Goal of the exercise
The answer must consist of every line in the data that contains "loop".

+ + + +

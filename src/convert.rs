//! The conversion run loop and the one-shot entry points built on it.
//!
//! [`run_pipeline`] is the heart of the crate: resolve the page selection,
//! then for each page in ascending order render, flatten, encode and append
//! to the archive, reporting progress after every page. It is strictly
//! sequential. The first failing page aborts the run and the partial
//! archive is dropped with the builder.
//!
//! The public functions here are conveniences for callers that do not need
//! a long-lived [`Session`]: they bind pdfium, load one file and run once.
//! pdfium calls block, so the async variants move the whole run onto
//! `spawn_blocking`.

use crate::config::ConversionOptions;
use crate::error::Pdf2JpgError;
use crate::output::{ConversionOutput, ConversionStats, DocumentMetadata, EntryInfo, Preview};
use crate::pipeline::archive::ArchiveBuilder;
use crate::pipeline::encode::encode_jpeg;
use crate::pipeline::input::{archive_name, entry_name};
use crate::pipeline::render::{flatten_onto, PageSource, PdfiumBackend};
use crate::pipeline::select::PageSelection;
use crate::progress::progress_percent;
use crate::session::{RunState, Session};
use std::path::{Path, PathBuf};
use std::time::Instant;
use tracing::{debug, info};

/// Convert a PDF file into a ZIP of JPEG pages, held in memory.
///
/// # Errors
/// - [`Pdf2JpgError::InvalidFileType`] — the name does not end in `.pdf`
/// - [`Pdf2JpgError::Decode`] — the bytes are not a readable PDF
/// - [`Pdf2JpgError::EmptySelection`] — the page spec matches no page
/// - [`Pdf2JpgError::Conversion`] — a page failed; no archive is returned
pub async fn convert(
    input: impl AsRef<Path>,
    options: &ConversionOptions,
) -> Result<ConversionOutput, Pdf2JpgError> {
    let path = input.as_ref().to_path_buf();
    let options = options.clone();
    tokio::task::spawn_blocking(move || convert_sync(&path, &options))
        .await
        .map_err(|e| Pdf2JpgError::Internal(format!("Conversion task panicked: {}", e)))?
}

/// Blocking variant of [`convert`].
pub fn convert_sync(
    input: impl AsRef<Path>,
    options: &ConversionOptions,
) -> Result<ConversionOutput, Pdf2JpgError> {
    let mut session = pdfium_session(options)?;
    session.load_file(input.as_ref())?;
    session.convert()
}

/// Convert PDF bytes in memory. `name` supplies the extension check and the
/// output base name, exactly as a file name would.
pub async fn convert_from_bytes(
    name: impl Into<String>,
    bytes: Vec<u8>,
    options: &ConversionOptions,
) -> Result<ConversionOutput, Pdf2JpgError> {
    let name = name.into();
    let options = options.clone();
    tokio::task::spawn_blocking(move || {
        let mut session = pdfium_session(&options)?;
        session.load_bytes(name, bytes)?;
        session.convert()
    })
    .await
    .map_err(|e| Pdf2JpgError::Internal(format!("Conversion task panicked: {}", e)))?
}

/// Convert a PDF and write the archive to `output_path`.
///
/// Uses atomic write (temp file + rename) so a failed run never leaves a
/// partial archive behind.
pub async fn convert_to_file(
    input: impl AsRef<Path>,
    output_path: impl AsRef<Path>,
    options: &ConversionOptions,
) -> Result<ConversionStats, Pdf2JpgError> {
    let output = convert(input, options).await?;
    write_atomic(output_path.as_ref(), &output.archive, "zip.tmp").await?;
    Ok(output.stats)
}

/// Render the first page of a PDF file at the options' scale, background
/// and quality.
pub async fn preview(
    input: impl AsRef<Path>,
    options: &ConversionOptions,
) -> Result<Preview, Pdf2JpgError> {
    let path = input.as_ref().to_path_buf();
    let options = options.clone();
    tokio::task::spawn_blocking(move || {
        let mut session = pdfium_session(&options)?;
        session.load_file(&path)?;
        session.preview()
    })
    .await
    .map_err(|e| Pdf2JpgError::Internal(format!("Preview task panicked: {}", e)))?
}

/// Render the first-page preview and write it as a JPEG file.
pub async fn preview_to_file(
    input: impl AsRef<Path>,
    output_path: impl AsRef<Path>,
    options: &ConversionOptions,
) -> Result<Preview, Pdf2JpgError> {
    let preview = preview(input, options).await?;
    write_atomic(output_path.as_ref(), &preview.jpeg, "jpg.tmp").await?;
    Ok(preview)
}

/// Read PDF metadata without rendering any page.
pub async fn inspect(input: impl AsRef<Path>) -> Result<DocumentMetadata, Pdf2JpgError> {
    let path = input.as_ref().to_path_buf();
    tokio::task::spawn_blocking(move || {
        let mut session = pdfium_session(&ConversionOptions::default())?;
        session.load_file(&path)?;
        session.metadata()
    })
    .await
    .map_err(|e| Pdf2JpgError::Internal(format!("Metadata task panicked: {}", e)))?
}

// ── Run loop ─────────────────────────────────────────────────────────────

/// Convert the selected pages of `source` into an in-memory archive.
pub(crate) fn run_pipeline(
    source: &dyn PageSource,
    base: &str,
    options: &ConversionOptions,
    run: &RunState,
) -> Result<ConversionOutput, Pdf2JpgError> {
    let total_start = Instant::now();
    let total_pages = source.page_count();

    // ── Step 1: Resolve the page selection ───────────────────────────────
    let selection = PageSelection::parse(&options.pages, total_pages);
    if selection.is_empty() {
        return Err(Pdf2JpgError::EmptySelection {
            spec: options.pages.clone(),
            total: total_pages,
        });
    }
    let selected = selection.len();
    info!(
        "Converting {} of {} pages (scale {}, quality {}, background {})",
        selected, total_pages, options.scale, options.quality, options.background
    );

    let callback = options.progress_callback.as_deref();
    if let Some(cb) = callback {
        cb.on_conversion_start(selected);
    }

    // ── Step 2: Render, encode and archive each page in order ────────────
    let mut archive = ArchiveBuilder::new();
    let mut entries = Vec::with_capacity(selected);
    let mut render_duration_ms = 0u64;
    let mut encode_duration_ms = 0u64;

    for (done, page_num) in selection.iter().enumerate() {
        if let Some(cb) = callback {
            cb.on_page_start(page_num, selected);
        }

        let render_start = Instant::now();
        let page = source
            .render_page(page_num, options.scale, options.background)
            .map_err(|e| Pdf2JpgError::Conversion {
                page: Some(page_num),
                detail: e.to_string(),
            })?;
        let flat = flatten_onto(&page, options.background);
        drop(page);
        render_duration_ms += render_start.elapsed().as_millis() as u64;

        let encode_start = Instant::now();
        let jpeg = encode_jpeg(&flat, options.quality).map_err(|e| Pdf2JpgError::Conversion {
            page: Some(page_num),
            detail: format!("JPEG encoding failed: {}", e),
        })?;
        encode_duration_ms += encode_start.elapsed().as_millis() as u64;

        let name = entry_name(base, page_num);
        archive.add(&name, &jpeg).map_err(|e| Pdf2JpgError::Conversion {
            page: Some(page_num),
            detail: format!("archive entry '{}': {}", name, e),
        })?;
        debug!("Added {} ({} bytes)", name, jpeg.len());

        entries.push(EntryInfo {
            name,
            page_num,
            width: flat.width(),
            height: flat.height(),
            bytes: jpeg.len(),
        });

        let percent = progress_percent(done + 1, selected);
        run.set_progress(percent);
        if let Some(cb) = callback {
            cb.on_page_complete(page_num, selected, jpeg.len());
            cb.on_progress(percent);
        }
    }

    // ── Step 3: Serialise the archive ────────────────────────────────────
    let archive = archive.finish().map_err(|e| Pdf2JpgError::Conversion {
        page: None,
        detail: format!("archive serialisation failed: {}", e),
    })?;

    let stats = ConversionStats {
        total_pages,
        exported_pages: entries.len(),
        archive_bytes: archive.len(),
        total_duration_ms: total_start.elapsed().as_millis() as u64,
        render_duration_ms,
        encode_duration_ms,
    };

    info!(
        "Conversion complete: {} pages, {} bytes, {}ms total",
        stats.exported_pages, stats.archive_bytes, stats.total_duration_ms
    );

    if let Some(cb) = callback {
        cb.on_conversion_complete(entries.len(), archive.len());
    }

    Ok(ConversionOutput {
        archive_name: archive_name(base),
        archive,
        entries,
        stats,
    })
}

/// Render page 1 of `source` as a JPEG preview.
pub(crate) fn render_preview(
    source: &dyn PageSource,
    options: &ConversionOptions,
) -> Result<Preview, Pdf2JpgError> {
    if source.page_count() == 0 {
        return Err(Pdf2JpgError::Preview {
            detail: "document has no pages".into(),
        });
    }
    let page = source
        .render_page(1, options.scale, options.background)
        .map_err(|e| Pdf2JpgError::Preview {
            detail: e.to_string(),
        })?;
    let flat = flatten_onto(&page, options.background);
    let jpeg = encode_jpeg(&flat, options.quality).map_err(|e| Pdf2JpgError::Preview {
        detail: format!("JPEG encoding failed: {}", e),
    })?;
    debug!(
        "Preview {}x{} → {} bytes",
        flat.width(),
        flat.height(),
        jpeg.len()
    );
    Ok(Preview {
        width: flat.width(),
        height: flat.height(),
        jpeg,
    })
}

// ── Internal helpers ─────────────────────────────────────────────────────

fn pdfium_session(options: &ConversionOptions) -> Result<Session<PdfiumBackend>, Pdf2JpgError> {
    options.validate()?;
    let backend = PdfiumBackend::bind()?;
    Ok(Session::with_options(backend, options.clone()))
}

/// Write `bytes` to `path` via a sibling temp file and rename.
async fn write_atomic(path: &Path, bytes: &[u8], tmp_ext: &str) -> Result<(), Pdf2JpgError> {
    let write_err = |e| Pdf2JpgError::OutputWriteFailed {
        path: PathBuf::from(path),
        source: e,
    };

    if let Some(parent) = path.parent().filter(|p| !p.as_os_str().is_empty()) {
        tokio::fs::create_dir_all(parent).await.map_err(write_err)?;
    }

    let tmp_path = path.with_extension(tmp_ext);
    tokio::fs::write(&tmp_path, bytes).await.map_err(write_err)?;
    tokio::fs::rename(&tmp_path, path).await.map_err(write_err)?;
    info!("Wrote {} ({} bytes)", path.display(), bytes.len());
    Ok(())
}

+ + + +

Exercise result
//! The conversion run loop and the one-shot entry points built on it.
// ── Run loop ─────────────────────────────────────────────────────────────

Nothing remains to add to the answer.